Today’s team review is from Robbie, she blogs here https://robbiesinspiration.wordpress.com/
Robbie has been reading Congeal by John F. Leonard.
Human civilization is a fragile thing and author John Leonard does a superb job of depicting this frailty and the ease with which society can fray and disintegrate when faced with calamity which knocks out the power and other communication sources. A primeval ooze, that becomes know as the clag, is sighted in a lake in a small rural town. It moves swiftly and silently, popping up in cities and towns all of the world within days. The clag comes from the very centre of the earth and uses man’s own interventions against him such as the sewers and the manholes. It sweeps in vast, rippling sheets of mud-like substances across entire suburbs and towns leaving nothing in its wake. The few survivors are left stunned and helpless to try and regroup and survive in virtually impossible circumstances.
Amelia has recently found the love of her life, William, and they live a happy and relaxed life in the country with their dog. Amelia has just discovered she is pregnant and their joy will be complete, but before she can even tell William the news, the clag strikes and her life is torn to shreds. Amelia flees her home and the terrible memories associated with it and happens to come across a small group of survivors led by a man called Pete.
This book is a true horror book. In fact, it is the ultimate in horror as the main characters alternatives gradually disappear as different survival theories fail, one after the other.
For me, the most interesting aspects of this book where the characterizations of the various survivors in the group that initially revolve around Pete, a man who has a plan and a determination to survive. As the circumstances of the group become more hopeless and the group shrinks, their shaky unity starts to fracture and conflict starts to divide them. There would seem to be a lot of truth in the old saying “divide and conquer.” It reminded me a bit of Lord of the Flies by William Golding when the tentative leadership and attempt at a society breaks apart with tragic consequences.
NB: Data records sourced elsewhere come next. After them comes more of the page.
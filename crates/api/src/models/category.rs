//! Category models.

use chrono::{DateTime, Utc};
use serde::{Deserialize, Serialize};

#[derive(Debug, Clone, Serialize, sqlx::FromRow)]
pub struct Category {
    pub title: String,
    pub image_url: String,
    pub created_at: DateTime<Utc>,
}

#[derive(Debug, Clone, Deserialize)]
pub struct NewCategory {
    pub title: String,
    pub image_url: String,
}
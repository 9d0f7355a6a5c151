//! Request ID middleware for request tracing and correlation.
//!
//! An `x-request-id` from an upstream proxy is reused when it looks sane;
//! otherwise a UUID v4 is generated. The ID is recorded in the current span,
//! tagged on the Sentry scope and echoed back in the response headers.

use axum::{extract::Request, http::HeaderValue, middleware::Next, response::Response};
use tracing::Span;
use uuid::Uuid;

/// The HTTP header name for request IDs.
pub const REQUEST_ID_HEADER: &str = "x-request-id";

const MAX_REQUEST_ID_LEN: usize = 128;

fn usable(id: &str) -> bool {
    !id.is_empty()
        && id.len() <= MAX_REQUEST_ID_LEN
        && id
            .bytes()
            .all(|b| b.is_ascii_alphanumeric() || matches!(b, b'-' | b'_' | b'.'))
}

/// Middleware that ensures every request carries a request ID.
pub async fn request_id_middleware(request: Request, next: Next) -> Response {
    let request_id = request
        .headers()
        .get(REQUEST_ID_HEADER)
        .and_then(|h| h.to_str().ok())
        .filter(|id| usable(id))
        .map_or_else(|| Uuid::new_v4().to_string(), String::from);

    Span::current().record("request_id", &request_id);

    sentry::configure_scope(|scope| {
        scope.set_tag("request_id", &request_id);
    });

    let mut response = next.run(request).await;

    if let Ok(value) = HeaderValue::from_str(&request_id) {
        response.headers_mut().insert(REQUEST_ID_HEADER, value);
    }

    response
}
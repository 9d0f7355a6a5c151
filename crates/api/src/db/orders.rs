//! Order repository.
//!
//! Placement and status changes run inside a caller-owned transaction, so
//! those helpers take a `&mut PgConnection` instead of the pool.

use sqlx::{PgConnection, PgPool, Postgres, QueryBuilder};

use lasu_mart_core::{CartLineId, DeliveryStatus, OrderId, PaymentMethod, UserId};

use super::RepositoryError;
use crate::models::{
    CartLineSnapshot, Order, OrderDetail, OrderDraft, OrderSort, OrderView, Page, Paginated,
    SortDirection,
};

const ORDER_COLUMNS: &str = r"
    o.order_id, o.product_id, o.product_name, o.unit_price, o.variant, o.vendor_id,
    o.quantity_ordered, o.user_id, o.address, o.payment_method, o.delivery_status,
    o.created_at, o.updated_at
";

const THUMBNAIL_COLUMN: &str = r"(SELECT i.image_url FROM product_images i
    WHERE i.product_id = o.product_id ORDER BY i.created_at LIMIT 1) AS image_url";

/// Which side of an order a listing is for.
#[derive(Debug, Clone, Copy, PartialEq, Eq)]
enum Party {
    Buyer,
    Vendor,
}

impl Party {
    const fn column(self) -> &'static str {
        match self {
            Self::Buyer => "o.user_id",
            Self::Vendor => "o.vendor_id",
        }
    }
}

fn push_listing_filters(
    qb: &mut QueryBuilder<'_, Postgres>,
    party: Party,
    uid: &UserId,
    statuses: &[DeliveryStatus],
) {
    qb.push(" WHERE ")
        .push(party.column())
        .push(" = ")
        .push_bind(uid.clone());

    if !statuses.is_empty() {
        qb.push(" AND o.delivery_status IN (");
        let mut separated = qb.separated(", ");
        for status in statuses {
            separated.push_bind(*status);
        }
        separated.push_unseparated(")");
    }
}

/// Repository for order database operations.
pub struct OrderRepository<'a> {
    pool: &'a PgPool,
}

impl<'a> OrderRepository<'a> {
    /// Create a new order repository.
    #[must_use]
    pub const fn new(pool: &'a PgPool) -> Self {
        Self { pool }
    }

    // =========================================================================
    // Reads
    // =========================================================================

    /// A buyer's order history.
    ///
    /// An empty `statuses` slice matches every status.
    ///
    /// # Errors
    ///
    /// Returns `RepositoryError::Database` if the query fails.
    pub async fn list_for_buyer(
        &self,
        user_id: &UserId,
        statuses: &[DeliveryStatus],
        sort: OrderSort,
        direction: SortDirection,
        page: Page,
    ) -> Result<Paginated<OrderView>, RepositoryError> {
        self.list(Party::Buyer, user_id, statuses, sort, direction, page)
            .await
    }

    /// Orders placed against a vendor's products.
    ///
    /// # Errors
    ///
    /// Returns `RepositoryError::Database` if the query fails.
    pub async fn list_for_vendor(
        &self,
        vendor_id: &UserId,
        statuses: &[DeliveryStatus],
        sort: OrderSort,
        direction: SortDirection,
        page: Page,
    ) -> Result<Paginated<OrderView>, RepositoryError> {
        self.list(Party::Vendor, vendor_id, statuses, sort, direction, page)
            .await
    }

    async fn list(
        &self,
        party: Party,
        uid: &UserId,
        statuses: &[DeliveryStatus],
        sort: OrderSort,
        direction: SortDirection,
        page: Page,
    ) -> Result<Paginated<OrderView>, RepositoryError> {
        let mut count = QueryBuilder::<Postgres>::new("SELECT COUNT(*) FROM orders o");
        push_listing_filters(&mut count, party, uid, statuses);
        let total: i64 = count.build_query_scalar().fetch_one(self.pool).await?;

        if total == 0 {
            return Ok(Paginated::empty());
        }

        let mut qb = QueryBuilder::<Postgres>::new(format!(
            "SELECT {ORDER_COLUMNS}, {THUMBNAIL_COLUMN} FROM orders o"
        ));
        push_listing_filters(&mut qb, party, uid, statuses);
        qb.push(" ORDER BY ")
            .push(sort.as_sql())
            .push(" ")
            .push(direction.as_sql())
            .push(", o.order_id LIMIT ")
            .push_bind(page.limit())
            .push(" OFFSET ")
            .push_bind(page.offset());

        let data = qb.build_query_as::<OrderView>().fetch_all(self.pool).await?;

        Ok(Paginated {
            data,
            total_pages: page.total_pages(total),
        })
    }

    /// Get an order by ID.
    ///
    /// # Errors
    ///
    /// Returns `RepositoryError::Database` if the query fails.
    pub async fn get(&self, id: OrderId) -> Result<Option<Order>, RepositoryError> {
        let order = sqlx::query_as::<_, Order>(&format!(
            "SELECT {ORDER_COLUMNS} FROM orders o WHERE o.order_id = $1"
        ))
        .bind(id)
        .fetch_optional(self.pool)
        .await?;

        Ok(order)
    }

    /// Get an order with the buyer's contact details and a thumbnail.
    ///
    /// # Errors
    ///
    /// Returns `RepositoryError::Database` if the query fails.
    pub async fn get_detail(&self, id: OrderId) -> Result<Option<OrderDetail>, RepositoryError> {
        let detail = sqlx::query_as::<_, OrderDetail>(&format!(
            r"
            SELECT {ORDER_COLUMNS}, {THUMBNAIL_COLUMN},
                   u.display_name AS buyer_name, u.email AS buyer_email,
                   u.phone_number AS buyer_phone
            FROM orders o
            JOIN users u ON u.user_id = o.user_id
            WHERE o.order_id = $1
            "
        ))
        .bind(id)
        .fetch_optional(self.pool)
        .await?;

        Ok(detail)
    }

    // =========================================================================
    // Transaction helpers
    // =========================================================================

    /// Read and lock a user's cart lines, joined to whatever remains of
    /// each product. Product columns are only `NULL` for a product deleted
    /// concurrently; completed deletes cascade to the cart.
    ///
    /// # Errors
    ///
    /// Returns `RepositoryError::Database` if the query fails.
    pub async fn lock_cart(
        conn: &mut PgConnection,
        user_id: &UserId,
    ) -> Result<Vec<CartLineSnapshot>, RepositoryError> {
        let lines = sqlx::query_as::<_, CartLineSnapshot>(
            r"
            SELECT c.cart_line_id, c.product_id, c.variant, c.quantity,
                   p.product_name, p.price AS unit_price, p.vendor_id
            FROM cart_lines c
            LEFT JOIN products p ON p.product_id = c.product_id
            WHERE c.user_id = $1
            ORDER BY c.created_at
            FOR UPDATE OF c
            ",
        )
        .bind(user_id)
        .fetch_all(conn)
        .await?;

        Ok(lines)
    }

    /// Insert one order per draft.
    ///
    /// # Errors
    ///
    /// Returns `RepositoryError::Database` if the insert fails.
    pub async fn insert_drafts(
        conn: &mut PgConnection,
        user_id: &UserId,
        address: &str,
        payment_method: PaymentMethod,
        drafts: &[OrderDraft],
    ) -> Result<Vec<Order>, RepositoryError> {
        if drafts.is_empty() {
            return Ok(Vec::new());
        }

        let mut qb = QueryBuilder::<Postgres>::new(
            r"INSERT INTO orders (product_id, product_name, unit_price, variant, vendor_id,
                                  quantity_ordered, user_id, address, payment_method) ",
        );
        qb.push_values(drafts, |mut row, draft| {
            row.push_bind(draft.product_id)
                .push_bind(draft.product_name.clone())
                .push_bind(draft.unit_price)
                .push_bind(draft.variant.clone())
                .push_bind(draft.vendor_id.clone())
                .push_bind(draft.quantity)
                .push_bind(user_id.clone())
                .push_bind(address.to_owned())
                .push_bind(payment_method);
        });
        qb.push(
            r" RETURNING order_id, product_id, product_name, unit_price, variant, vendor_id,
                         quantity_ordered, user_id, address, payment_method, delivery_status,
                         created_at, updated_at",
        );

        let orders = qb.build_query_as::<Order>().fetch_all(conn).await?;
        Ok(orders)
    }

    /// Delete the consumed cart lines.
    ///
    /// # Errors
    ///
    /// Returns `RepositoryError::Database` if the delete fails.
    pub async fn delete_cart_lines(
        conn: &mut PgConnection,
        ids: &[CartLineId],
    ) -> Result<u64, RepositoryError> {
        let ids: Vec<uuid::Uuid> = ids.iter().map(CartLineId::as_uuid).collect();
        let result = sqlx::query("DELETE FROM cart_lines WHERE cart_line_id = ANY($1)")
            .bind(ids)
            .execute(conn)
            .await?;

        Ok(result.rows_affected())
    }

    /// Queue one notification per `(vendor, message)` pair.
    ///
    /// # Errors
    ///
    /// Returns `RepositoryError::Database` if the insert fails.
    pub async fn notify_vendors(
        conn: &mut PgConnection,
        notifications: &[(UserId, String)],
    ) -> Result<(), RepositoryError> {
        if notifications.is_empty() {
            return Ok(());
        }

        let mut qb = QueryBuilder::<Postgres>::new("INSERT INTO notifications (user_id, message) ");
        qb.push_values(notifications, |mut row, (vendor_id, message)| {
            row.push_bind(vendor_id.clone()).push_bind(message.clone());
        });
        qb.build().execute(conn).await?;

        Ok(())
    }

    /// Read and lock one order for a status change.
    ///
    /// # Errors
    ///
    /// Returns `RepositoryError::Database` if the query fails.
    pub async fn lock(
        conn: &mut PgConnection,
        id: OrderId,
    ) -> Result<Option<Order>, RepositoryError> {
        let order = sqlx::query_as::<_, Order>(&format!(
            "SELECT {ORDER_COLUMNS} FROM orders o WHERE o.order_id = $1 FOR UPDATE"
        ))
        .bind(id)
        .fetch_optional(conn)
        .await?;

        Ok(order)
    }

    /// Set an order's delivery status.
    ///
    /// # Errors
    ///
    /// Returns `RepositoryError::NotFound` if the order doesn't exist.
    pub async fn set_status(
        conn: &mut PgConnection,
        id: OrderId,
        status: DeliveryStatus,
    ) -> Result<Order, RepositoryError> {
        let order = sqlx::query_as::<_, Order>(
            r"
            UPDATE orders
            SET delivery_status = $2, updated_at = NOW()
            WHERE order_id = $1
            RETURNING order_id, product_id, product_name, unit_price, variant, vendor_id,
                      quantity_ordered, user_id, address, payment_method, delivery_status,
                      created_at, updated_at
            ",
        )
        .bind(id)
        .bind(status)
        .fetch_optional(conn)
        .await?
        .ok_or(RepositoryError::NotFound)?;

        Ok(order)
    }
}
It starts with reports on the news of an inland lake turning semi-solid.
Surely, a media joke, some lame April Fool’s prank?
The before and after pictures are vaguely ludicrous and oddly disturbing, the contrast stark and strange.
First, darkly rippling water that hints at hidden depths. Slightly spooky and perfectly normal. Next, a putrid blotch of clotted sludge which bears little resemblance to anything aquatic.
It isn’t a joke.
And pretty soon, that greasy, sickening substance isn’t confined to an inland lake.
It’s spreading. Flowing over fields and filling streets.
Each morning brings a new revelation. Countryside denuded of life and towns empty and echoing.
The night is when it changes, becomes something that consumes. Something infinitely worse than a congealed impossibility.
CONGEAL is a short tale of apocalyptic horror. How the world ends may not be how you expect. Nuclear Armageddon or a zombie apocalypse could get beaten to the punch.
Our apocalypse may come from below.
An ancient, cosmic entity bubbling up to the surface in search of food.
It’s also the story of one individual and her fight to stay afloat in a sea of despair.